Los principios fundamentales de la ética profesional son:
 Respetar la dignidad de la persona humana, la igualdad y los derechos humanos de todas las
personas;
 Proceder siempre conforme a la justicia;
 Poner los conocimientos y las habilidades profesionales al servicio del bien de los clientes o usuarios;
 Proceder siempre con conciencia y responsabilidad profesional, es decir, con competencia
(cualificación, formación continua y evaluación) y dar un servicio de calidad.

El primer principio hace referencia al elemento básico y universal de la ética, sobre el que se asienta el
fundamento de los demás.
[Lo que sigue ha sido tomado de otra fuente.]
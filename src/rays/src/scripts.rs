//! Script extraction and assembly
//!
//! Scripts live in the per-cast script tables. Each one is reported with its
//! owning member, a classification derived from the member's declared type,
//! and the decompiler's source and bytecode text.

use serde::{Deserialize, Serialize};

use crate::config::Config;
use crate::container::{Container, MemberKind, Script, ScriptKind};
use crate::fault;
use crate::Result;

/// Container version from which score scripts are reported as behaviors
pub const BEHAVIOR_VERSION: u32 = 600;

#[derive(Debug, Clone, Copy, PartialEq, Eq, Serialize, Deserialize)]
pub enum ScriptType {
    BehaviorScript,
    ScoreScript,
    MovieScript,
    ParentScript,
    CastScript,
    UnknownScript,
}

impl ScriptType {
    /// Classify a script by its owning member's declared type
    pub fn classify(kind: MemberKind, version: u32) -> Self {
        match kind {
            MemberKind::Script(ScriptKind::Score) if version >= BEHAVIOR_VERSION => {
                Self::BehaviorScript
            }
            MemberKind::Script(ScriptKind::Score) => Self::ScoreScript,
            MemberKind::Script(ScriptKind::Movie) => Self::MovieScript,
            MemberKind::Script(ScriptKind::Parent) => Self::ParentScript,
            MemberKind::Script(ScriptKind::Unknown(_)) => Self::UnknownScript,
            MemberKind::Other(_) => Self::CastScript,
        }
    }
}

/// One script inside a bulk dump
#[derive(Debug, Clone, PartialEq, Eq, Serialize, Deserialize)]
#[serde(rename_all = "camelCase")]
pub struct ScriptEntry {
    pub script_id: i32,
    pub member_id: i32,
    pub member_name: String,
    pub script_type: ScriptType,
    pub lingo: String,
    pub bytecode: String,
}

/// A single script looked up by id, with its cast name
#[derive(Debug, Clone, PartialEq, Eq, Serialize, Deserialize)]
#[serde(rename_all = "camelCase")]
pub struct ScriptDetail {
    pub script_id: i32,
    pub member_id: i32,
    pub member_name: String,
    pub script_type: ScriptType,
    pub cast_name: String,
    pub lingo: String,
    pub bytecode: String,
}

#[derive(Debug, Clone, PartialEq, Eq, Serialize, Deserialize)]
pub struct CastScripts {
    pub name: String,
    pub scripts: Vec<ScriptEntry>,
}

/// Every resolved script, grouped by cast
#[derive(Debug, Clone, PartialEq, Eq, Serialize, Deserialize)]
#[serde(rename_all = "camelCase")]
pub struct ScriptDump {
    /// 1 for a cast library, 0 for a movie
    pub is_cast: u8,
    pub version: u32,
    pub casts: Vec<CastScripts>,
}

/// Look up a script by id across all casts.
///
/// Casts are searched in container order and the first table holding the id
/// wins. Returns `None` when no cast resolves the id to a script with an
/// owning member.
pub fn find_script<C: Container>(
    container: &C,
    id: i32,
    config: &Config,
) -> Result<Option<ScriptDetail>> {
    for cast in container.casts() {
        let Some(script) = cast.script(id) else {
            continue;
        };
        let Some(entry) = build_entry(container, id, script, config)? else {
            continue;
        };

        return Ok(Some(ScriptDetail {
            script_id: entry.script_id,
            member_id: entry.member_id,
            member_name: entry.member_name,
            script_type: entry.script_type,
            cast_name: cast.name().to_string(),
            lingo: entry.lingo,
            bytecode: entry.bytecode,
        }));
    }

    Ok(None)
}

/// Collect every resolved script of every cast.
///
/// Casts without a script context are left out. A script whose text cannot
/// be produced is skipped and logged.
pub fn dump_scripts<C: Container>(container: &C, config: &Config) -> Result<ScriptDump> {
    let mut casts = Vec::new();

    for cast in container.casts() {
        let Some(table) = cast.scripts() else {
            continue;
        };

        let mut scripts = Vec::with_capacity(table.len());
        for (id, script) in table {
            match fault::catch(|| build_entry(container, id, script, config)) {
                Ok(Some(entry)) => scripts.push(entry),
                Ok(None) => {}
                Err(e) => tracing::warn!("Skipping script {} in {:?}: {}", id, cast.name(), e),
            }
        }

        casts.push(CastScripts {
            name: cast.name().to_string(),
            scripts,
        });
    }

    Ok(ScriptDump {
        is_cast: u8::from(container.is_cast()),
        version: container.version(),
        casts,
    })
}

fn build_entry<C: Container>(
    container: &C,
    id: i32,
    script: &dyn Script,
    config: &Config,
) -> Result<Option<ScriptEntry>> {
    let Some(member) = script.member() else {
        return Ok(None);
    };

    let dot_syntax = config.dot_syntax_for(container.dot_syntax());
    let lingo = script.source_text(&config.line_ending, dot_syntax)?;
    let bytecode = script.bytecode_text(&config.line_ending, dot_syntax)?;

    Ok(Some(ScriptEntry {
        script_id: id,
        member_id: member.id,
        member_name: member.name.clone(),
        script_type: ScriptType::classify(member.kind, container.version()),
        lingo,
        bytecode,
    }))
}
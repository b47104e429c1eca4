//! # rays
//!
//! Foreign-call boundary for parsed Director containers.
//!
//! A host runtime that cannot hold native objects talks to a parsed
//! container through this crate:
//! - Opaque handles owning the parsed container and its input bytes
//! - Structured (JSON) and compact (binary) chunk dumps
//! - Per-script and bulk script exports with decompiled text
//! - Re-serialization of a mutated container into a self-growing buffer
//! - Escape normalisation so every JSON payload is strict
//!
//! Parsing, chunk rendering and decompiling are supplied by the host crate
//! through the [`Container`] trait; [`export_boundary!`] then emits the
//! `extern "C"` symbols for that implementation.
//!
//! ## Example
//!
//! ```ignore
//! use rays::{Config, Handle};
//!
//! let mut handle = Handle::<MyContainer>::read(&bytes)?;
//! let chunks = rays::decode_chunk_dump(&handle.dump_chunks()?)?;
//! let rewritten = handle.write_to_buffer(&Config::default())?;
//! ```

pub mod buffer;
pub mod config;
pub mod container;
pub mod escape;
pub mod export;
mod fault;
pub mod ffi;
pub mod fourcc;
pub mod handle;
pub mod scripts;
pub mod stream;
pub mod writer;

use std::collections::TryReserveError;

use container::ContainerError;

#[doc(inline)]
pub use buffer::OutputBuffer;
#[doc(inline)]
pub use config::Config;
#[doc(inline)]
pub use container::{Cast, CastMember, ChunkEntry, Container, MemberKind, Script, ScriptKind};
#[doc(inline)]
pub use escape::standardize as standardize_json_escapes;
#[doc(inline)]
pub use export::{decode_chunk_dump, dump_chunks, dump_json, ChunkRecord};
#[doc(inline)]
pub use fourcc::FourCC;
#[doc(inline)]
pub use handle::{decompile, Handle};
#[doc(inline)]
pub use scripts::{ScriptDetail, ScriptDump, ScriptEntry, ScriptType};
#[doc(inline)]
pub use stream::{Endianness, ReadStream, WriteStream};
#[doc(inline)]
pub use writer::write_with_growth;

/// Errors from boundary operations
#[derive(thiserror::Error, Debug)]
pub enum Error {
    #[error("Invalid input: {0}")]
    InvalidInput(&'static str),

    #[error("Failed to parse container: {0}")]
    Parse(#[source] ContainerError),

    #[error("Not found: {0}")]
    NotFound(String),

    #[error("Failed to render {tag} {id}: {source}")]
    Render {
        tag: FourCC,
        id: i32,
        #[source]
        source: Box<Error>,
    },

    #[error("Container collaborator failed: {0}")]
    Container(#[from] ContainerError),

    #[error("Serialization did not fit in {attempts} attempts (estimate {estimate} bytes)")]
    SerializationOverflow { estimate: usize, attempts: u32 },

    #[error("Container reports an estimated size of zero")]
    Empty,

    #[error("Allocation failed: {0}")]
    Allocation(#[from] TryReserveError),

    #[error("Invalid FourCC {0:?}: expected exactly 4 bytes")]
    InvalidFourCC(String),

    #[error("Invalid chunk dump (truncated {0})")]
    Truncated(&'static str),

    #[error("JSON error: {0}")]
    Json(#[from] serde_json::Error),

    #[error("Config error: {0}")]
    Config(String),

    #[error("Internal fault: {0}")]
    Fault(String),
}

pub type Result<T> = std::result::Result<T, Error>;
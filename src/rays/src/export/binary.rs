//! Compact binary export
//!
//! Layout (all fields little-endian u32, no padding):
//!
//! ```text
//! count
//! count × [ fourCC | id (i32 bit pattern) | length | length bytes ]
//! ```

use byteorder::{ByteOrder, LittleEndian};

use crate::container::Container;
use crate::fourcc::FourCC;
use crate::{Error, Result};

const COUNT_SIZE: usize = 4;
const RECORD_HEADER_SIZE: usize = 12;

/// One decoded record of a compact dump
#[derive(Debug, Clone, PartialEq, Eq)]
pub struct ChunkRecord {
    pub tag: FourCC,
    pub id: i32,
    pub data: Vec<u8>,
}

/// Encode every exported chunk's raw bytes.
///
/// The count header is taken from the same filtered entry list that drives
/// the body, so the two always agree. An empty directory yields the 4-byte
/// header alone.
pub fn dump_chunks<C: Container>(container: &C) -> Result<Vec<u8>> {
    let entries = super::exported_entries(container);

    let payloads: Vec<&[u8]> = entries
        .iter()
        .map(|entry| {
            container.chunk_data(entry.tag, entry.id).unwrap_or_else(|| {
                tracing::warn!("{} {} listed but has no data", entry.tag, entry.id);
                &[][..]
            })
        })
        .collect();

    let count = u32::try_from(entries.len())
        .map_err(|_| Error::InvalidInput("too many chunks for compact dump"))?;
    let total = payloads
        .iter()
        .fold(COUNT_SIZE, |acc, data| acc + RECORD_HEADER_SIZE + data.len());

    let mut out = Vec::new();
    out.try_reserve_exact(total)?;
    out.extend_from_slice(&count.to_le_bytes());

    for (entry, data) in entries.iter().zip(&payloads) {
        let len = u32::try_from(data.len())
            .map_err(|_| Error::InvalidInput("chunk too large for compact dump"))?;
        out.extend_from_slice(&entry.tag.value().to_le_bytes());
        out.extend_from_slice(&(entry.id as u32).to_le_bytes());
        out.extend_from_slice(&len.to_le_bytes());
        out.extend_from_slice(data);
    }

    tracing::debug!(records = count, bytes = out.len(), "compact dump");
    Ok(out)
}

/// Decode a compact dump back into records
pub fn decode_chunk_dump(data: &[u8]) -> Result<Vec<ChunkRecord>> {
    if data.len() < COUNT_SIZE {
        return Err(Error::Truncated("count"));
    }
    let count = LittleEndian::read_u32(data) as usize;
    let mut offset = COUNT_SIZE;

    // Each record needs at least a header, so a count beyond that is bogus.
    let mut records = Vec::with_capacity(count.min(data.len() / RECORD_HEADER_SIZE));

    for _ in 0..count {
        if offset + RECORD_HEADER_SIZE > data.len() {
            return Err(Error::Truncated("header"));
        }
        let header = &data[offset..offset + RECORD_HEADER_SIZE];
        let tag = FourCC(LittleEndian::read_u32(&header[0..4]));
        let id = LittleEndian::read_i32(&header[4..8]);
        let len = LittleEndian::read_u32(&header[8..12]) as usize;
        offset += RECORD_HEADER_SIZE;

        if len > data.len() - offset {
            return Err(Error::Truncated("data"));
        }
        records.push(ChunkRecord {
            tag,
            id,
            data: data[offset..offset + len].to_vec(),
        });
        offset += len;
    }

    Ok(records)
}
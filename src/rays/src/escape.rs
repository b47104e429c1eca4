//! JSON escape normalisation
//!
//! The structural renderers build JSON with a C-style string escaper, which
//! emits `\v` and `\xNN` for some control bytes. Neither form is legal JSON,
//! so every text payload is passed through [`standardize`] before it crosses
//! the boundary.

use serde::Serialize;

use crate::Result;

/// Rewrite non-strict escapes into their `\u00NN` equivalents.
///
/// - `\v` becomes `\u000b`
/// - `\xNN` (exactly two hex digits) becomes `\u00NN`, digits copied verbatim
/// - any other escape pair is copied unchanged
///
/// Single forward pass. A recognised escape pair is consumed as a unit, so an
/// escaped backslash (`\\`) never starts a second escape.
pub fn standardize(input: &str) -> String {
    let bytes = input.as_bytes();
    let mut out = String::with_capacity(input.len());
    let mut copied = 0;
    let mut i = 0;

    while i < bytes.len() {
        if bytes[i] != b'\\' || i + 1 >= bytes.len() {
            i += 1;
            continue;
        }

        match bytes[i + 1] {
            b'v' => {
                out.push_str(&input[copied..i]);
                out.push_str("\\u000b");
                i += 2;
                copied = i;
            }
            b'x' if i + 3 < bytes.len()
                && bytes[i + 2].is_ascii_hexdigit()
                && bytes[i + 3].is_ascii_hexdigit() =>
            {
                out.push_str(&input[copied..i]);
                out.push_str("\\u00");
                out.push_str(&input[i + 2..i + 4]);
                i += 4;
                copied = i;
            }
            // Unknown or already-strict escape: keep the pair together.
            _ => i += 2,
        }
    }

    out.push_str(&input[copied..]);
    out
}

/// Serialize `value` and standardize the result
pub fn to_json<T: Serialize + ?Sized>(value: &T) -> Result<Vec<u8>> {
    let text = serde_json::to_string(value)?;
    Ok(standardize(&text).into_bytes())
}
//! Buffer growth writer
//!
//! A container's serialized size is only known once its offset tables have
//! been rebuilt during the write itself, so the estimate it reports may be
//! short. The writer retries into geometrically larger zeroed buffers
//! (`estimate << attempt`) and keeps the first one that fits, truncated to
//! the bytes actually written.

use crate::container::Container;
use crate::fault;
use crate::stream::WriteStream;
use crate::{Error, Result};

/// Serialize `container`, growing the output buffer up to `attempts` times
pub fn write_with_growth<C: Container>(container: &mut C, attempts: u32) -> Result<Vec<u8>> {
    container.prepare_write()?;

    let estimate = container.estimated_size();
    if estimate == 0 {
        return Err(Error::Empty);
    }

    for attempt in 0..attempts {
        let Some(size) = 1usize
            .checked_shl(attempt)
            .and_then(|factor| estimate.checked_mul(factor))
        else {
            break;
        };

        let mut buffer = Vec::new();
        buffer.try_reserve_exact(size)?;
        buffer.resize(size, 0);

        let container = &*container;
        let written = fault::catch(|| {
            let mut stream = WriteStream::new(&mut buffer, container.endianness());
            container.write(&mut stream)?;
            Ok(stream.pos())
        });

        match written {
            Ok(0) => return Err(Error::Empty),
            Ok(len) => {
                tracing::debug!(attempt, capacity = size, written = len, "container written");
                buffer.truncate(len);
                return Ok(buffer);
            }
            Err(e) => tracing::debug!(attempt, capacity = size, "write attempt failed: {}", e),
        }
    }

    Err(Error::SerializationOverflow { estimate, attempts })
}
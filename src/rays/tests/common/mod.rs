//! Byte-level fixture container shared by the integration tests
//!
//! Layout (big-endian):
//!
//! ```text
//! "TEST" | version u32 | flags u8 | count u32
//! count × [ tag u32 | id i32 | length u32 | bytes ]
//! ```
//!
//! `Lscr`/`Lsc2` chunks are scripts for the `Internal`/`Shared` casts: the
//! first byte is the script kind, the rest is source text.

#![allow(dead_code)]

use std::collections::BTreeMap;
use std::io::Read;

use byteorder::{BigEndian, ReadBytesExt};
use rays::container::ContainerError;
use rays::{
    Cast, CastMember, ChunkEntry, Container, Endianness, FourCC, MemberKind, ReadStream, Script,
    ScriptKind, WriteStream,
};

pub const MAGIC: &[u8; 4] = b"TEST";
pub const FLAG_CAST: u8 = 0x01;
pub const FLAG_DOT_SYNTAX: u8 = 0x02;
pub const FLAG_PROTECTED: u8 = 0x04;

pub const KIND_SCORE: u8 = 1;
pub const KIND_MOVIE: u8 = 3;
pub const KIND_PARENT: u8 = 7;
pub const KIND_NON_SCRIPT: u8 = 0xff;

pub const RESTORED_SUFFIX: &[u8] = b"\n-- restored";

pub fn tag(s: &str) -> FourCC {
    s.parse().unwrap()
}

/// Encode a fixture file
pub fn build(version: u32, flags: u8, chunks: &[(&str, i32, &[u8])]) -> Vec<u8> {
    let mut out = MAGIC.to_vec();
    out.extend_from_slice(&version.to_be_bytes());
    out.push(flags);
    out.extend_from_slice(&(chunks.len() as u32).to_be_bytes());
    for (name, id, data) in chunks {
        out.extend_from_slice(&tag(name).value().to_be_bytes());
        out.extend_from_slice(&id.to_be_bytes());
        out.extend_from_slice(&(data.len() as u32).to_be_bytes());
        out.extend_from_slice(data);
    }
    out
}

/// Script chunk payload
pub fn script_chunk(kind: u8, source: &str) -> Vec<u8> {
    let mut data = vec![kind];
    data.extend_from_slice(source.as_bytes());
    data
}

pub struct FixtureScript {
    member: CastMember,
    source: String,
}

impl Script for FixtureScript {
    fn member(&self) -> Option<&CastMember> {
        Some(&self.member)
    }

    fn source_text(&self, line_ending: &str, dot_syntax: bool) -> Result<String, ContainerError> {
        let mut text = self.source.lines().collect::<Vec<_>>().join(line_ending);
        if dot_syntax {
            text.push_str(" -- dot");
        }
        Ok(text)
    }

    fn bytecode_text(&self, line_ending: &str, _dot_syntax: bool) -> Result<String, ContainerError> {
        Ok(format!("pushcons {}{}ret", self.member.id, line_ending))
    }
}

pub struct FixtureCast {
    name: String,
    scripts: Option<BTreeMap<i32, FixtureScript>>,
}

impl Cast for FixtureCast {
    fn name(&self) -> &str {
        &self.name
    }

    fn scripts(&self) -> Option<Vec<(i32, &dyn Script)>> {
        self.scripts.as_ref().map(|table| {
            table
                .iter()
                .map(|(id, script)| (*id, script as &dyn Script))
                .collect()
        })
    }
}

pub struct Fixture {
    pub version: u32,
    pub flags: u8,
    pub chunks: Vec<(FourCC, i32, Vec<u8>)>,
    estimate: usize,
    casts: Vec<FixtureCast>,
}

impl Fixture {
    fn cast_for(script_tag: FourCC) -> Option<&'static str> {
        match &script_tag.bytes() {
            b"Lscr" => Some("Internal"),
            b"Lsc2" => Some("Shared"),
            _ => None,
        }
    }

    fn find(&self, tag: FourCC, id: i32) -> Option<&[u8]> {
        self.chunks
            .iter()
            .find(|(t, i, _)| *t == tag && *i == id)
            .map(|(_, _, data)| data.as_slice())
    }
}

fn member_kind(code: u8) -> MemberKind {
    match code {
        KIND_SCORE => MemberKind::Script(ScriptKind::Score),
        KIND_MOVIE => MemberKind::Script(ScriptKind::Movie),
        KIND_PARENT => MemberKind::Script(ScriptKind::Parent),
        KIND_NON_SCRIPT => MemberKind::Other(1),
        other => MemberKind::Script(ScriptKind::Unknown(other as u16)),
    }
}

/// C-style escaping, as a structural renderer would produce it
fn c_escape(bytes: &[u8]) -> String {
    let mut out = String::new();
    for &b in bytes {
        match b {
            b'"' => out.push_str("\\\""),
            b'\\' => out.push_str("\\\\"),
            b'\n' => out.push_str("\\n"),
            0x0b => out.push_str("\\v"),
            0x20..=0x7e => out.push(b as char),
            _ => out.push_str(&format!("\\x{:02X}", b)),
        }
    }
    out
}

impl Container for Fixture {
    fn read(stream: &mut ReadStream<'_>) -> Result<Self, ContainerError> {
        let mut magic = [0u8; 4];
        stream.read_exact(&mut magic)?;
        if &magic != MAGIC {
            return Err(ContainerError::Rejected(format!("bad magic {:?}", magic)));
        }

        let version = stream.read_u32::<BigEndian>()?;
        let flags = stream.read_u8()?;
        let count = stream.read_u32::<BigEndian>()?;

        let mut chunks = Vec::new();
        for _ in 0..count {
            let tag = FourCC(stream.read_u32::<BigEndian>()?);
            let id = stream.read_i32::<BigEndian>()?;
            let len = stream.read_u32::<BigEndian>()? as usize;
            let mut data = vec![0u8; len];
            stream.read_exact(&mut data)?;
            chunks.push((tag, id, data));
        }

        let casts = ["Internal", "Shared", "External"]
            .iter()
            .map(|name| FixtureCast {
                name: name.to_string(),
                scripts: None,
            })
            .collect();

        Ok(Self {
            version,
            flags,
            chunks,
            estimate: stream.position() as usize,
            casts,
        })
    }

    fn directory(&self) -> Vec<ChunkEntry> {
        self.chunks
            .iter()
            .map(|(tag, id, _)| ChunkEntry::new(*tag, *id))
            .collect()
    }

    fn chunk_exists(&self, tag: FourCC, id: i32) -> bool {
        self.find(tag, id).is_some()
    }

    fn chunk_data(&self, tag: FourCC, id: i32) -> Option<&[u8]> {
        self.find(tag, id)
    }

    fn render_chunk(&self, tag: FourCC, id: i32) -> Result<Option<String>, ContainerError> {
        let Some(data) = self.find(tag, id) else {
            return Ok(None);
        };
        match &tag.bytes() {
            b"CASt" => Ok(Some(format!("{{\"length\":{}}}", data.len()))),
            b"STXT" => Ok(Some(format!("{{\"text\":\"{}\"}}", c_escape(data)))),
            b"BAD!" => Err(ContainerError::Other("unsupported chunk".into())),
            b"BOOM" => panic!("renderer crashed"),
            _ => Ok(None),
        }
    }

    fn is_cast(&self) -> bool {
        self.flags & FLAG_CAST != 0
    }

    fn version(&self) -> u32 {
        self.version
    }

    fn dot_syntax(&self) -> bool {
        self.flags & FLAG_DOT_SYNTAX != 0
    }

    fn endianness(&self) -> Endianness {
        Endianness::Big
    }

    fn estimated_size(&self) -> usize {
        self.estimate
    }

    fn casts(&self) -> Vec<&dyn Cast> {
        self.casts.iter().map(|cast| cast as &dyn Cast).collect()
    }

    fn unprotect(&mut self) {
        self.flags &= !FLAG_PROTECTED;
    }

    fn parse_scripts(&mut self) -> Result<(), ContainerError> {
        for cast in &mut self.casts {
            if cast.name == "External" {
                continue;
            }
            let mut table = BTreeMap::new();
            for (tag, id, data) in &self.chunks {
                if Self::cast_for(*tag) != Some(cast.name.as_str()) || data.is_empty() {
                    continue;
                }
                let member = CastMember {
                    id: id + 100,
                    name: format!("member{}", id),
                    kind: member_kind(data[0]),
                };
                let source = String::from_utf8_lossy(&data[1..]).into_owned();
                table.insert(*id, FixtureScript { member, source });
            }
            cast.scripts = Some(table);
        }
        Ok(())
    }

    fn restore_script_text(&mut self) -> Result<(), ContainerError> {
        for (tag, _, data) in &mut self.chunks {
            if Self::cast_for(*tag).is_some() {
                data.extend_from_slice(RESTORED_SUFFIX);
            }
        }
        Ok(())
    }

    fn prepare_write(&mut self) -> Result<(), ContainerError> {
        Ok(())
    }

    fn write(&self, stream: &mut WriteStream<'_>) -> Result<(), ContainerError> {
        stream.write_bytes(MAGIC)?;
        stream.write_u32(self.version)?;
        stream.write_u8(self.flags)?;
        stream.write_u32(self.chunks.len() as u32)?;
        for (tag, id, data) in &self.chunks {
            stream.write_u32(tag.value())?;
            stream.write_i32(*id)?;
            stream.write_u32(data.len() as u32)?;
            stream.write_bytes(data)?;
        }
        Ok(())
    }
}
//! Panic containment for collaborator calls

use std::any::Any;
use std::panic::{catch_unwind, AssertUnwindSafe};

use crate::{Error, Result};

/// Run `f`, turning an unwinding panic into [`Error::Fault`].
///
/// Collaborators are foreign code as far as the boundary is concerned; a
/// panic inside one must end up as an ordinary error value.
pub fn catch<T>(f: impl FnOnce() -> Result<T>) -> Result<T> {
    match catch_unwind(AssertUnwindSafe(f)) {
        Ok(result) => result,
        Err(payload) => Err(Error::Fault(panic_message(payload.as_ref()))),
    }
}

fn panic_message(payload: &(dyn Any + Send)) -> String {
    if let Some(s) = payload.downcast_ref::<&str>() {
        (*s).to_string()
    } else if let Some(s) = payload.downcast_ref::<String>() {
        s.clone()
    } else {
        "panic with non-string payload".to_string()
    }
}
Debe manifestarse en el quehacer profesional, como así también en los códigos
deontológicos como orientación fundamental y rectora de cualquier actuación.

EDUCACIÓN MORAL Y CIUDADANÍA


Para Adela Cortina, hablar de educación moral implica pensar una educación basada en la razón sentimental,
es decir, una enseñanza que recupera el legado del pensamiento ético de la Antigüedad, en el que la ética forja el
carácter y precisa entrenamiento, también reconoce la importancia de una ética cordial para modelar facultades y
emociones, y nos transforma en personas y ciudadanos capaces de apreciar la vida desde un profundo sentido de
justicia, dignidad y compasión.
La educación moral debe concebirse como un valor en sí misma. Es un instrumento indispensable para la
formación del carácter, formación que es esencial para alcanzar una moral alta, que debe cultivarse a lo largo de toda
la vida con firmeza y entrega.
El carácter se va forjando mediante la toma de decisiones justas y felicitantes para ir encarnando en la vida
un conjunto de valores positivos que sirven para condicionar el mundo y hacerlo habitable. Esos valores son los
valores de justicia, prudencia y solidaridad. Es impensable un mundo humano en el que nunca se hablara de justicia,
solidaridad e igualdad. Un mundo sin valores sería un mundo inhumano que no nos podemos representar.
Estamos altos de moral cuando nos sentimos capaces de convivir con un sentido de responsabilidad
constructivo, que nos permite crecer como personas, salvaguardar nuestra integridad y la de los demás, colaborar de
forma honesta y con entusiasmo y poseer una gran sensibilidad para sentar las bases de la confianza necesarias para
empoderar a las personas y sus capacidades. Así, una educación moral basada en la razón sentimental es aquella
que apunta al desarrollo de una sensibilidad que expande nuestro crecimiento personal y el de los demás.
Por todo ello, Cortina defiende la idea de que la ética debe enseñarse y que es fundamental cultivar la
determinación de forjarnos un carácter con un sentido irrevocable para orientar nuestra existencia a la realización de
un mundo más humano. Esto requiere de una ética cordial que esté fundada en la importancia del reconocimiento
mutuo.
La educación moral es una educación cívica: se aprende cómo ser ciudadano. Los valores constitutivos de la
ciudadanía requieren entrenamiento y perseverancia. Están inmersos en la afirmación de un sentido de compromiso
abierto al diálogo, la reducción de las desigualdades, el potenciamiento del respeto por los demás y la participación
responsable en decisiones que se orientan al logro de una convivencia más pacífica y solidaria.

Camps afirma que los tres valores básicos que deben guiar el desarrollo de las actitudes cívicas son la
responsabilidad, la tolerancia y la solidaridad.
Desde esta mirada clave de la ética cívica, el civismo hace referencia concretamente a un conjunto de
capacidades que las personas emplean para desarrollar su quehacer diario en comunidad como sujetos activos en la
instauración y el respeto de normas de convivencia pacífica.
La práctica ética no puede sustraerse de la tarea de educar la ciudadanía: en cuanto al civismo, es necesario
que las personas adecuen su manera de ser/su carácter/su ethos a las condiciones de la vida en común; que asuman
unos cuantos valores fundamentales, pero no sólo formalmente, sino de verdad.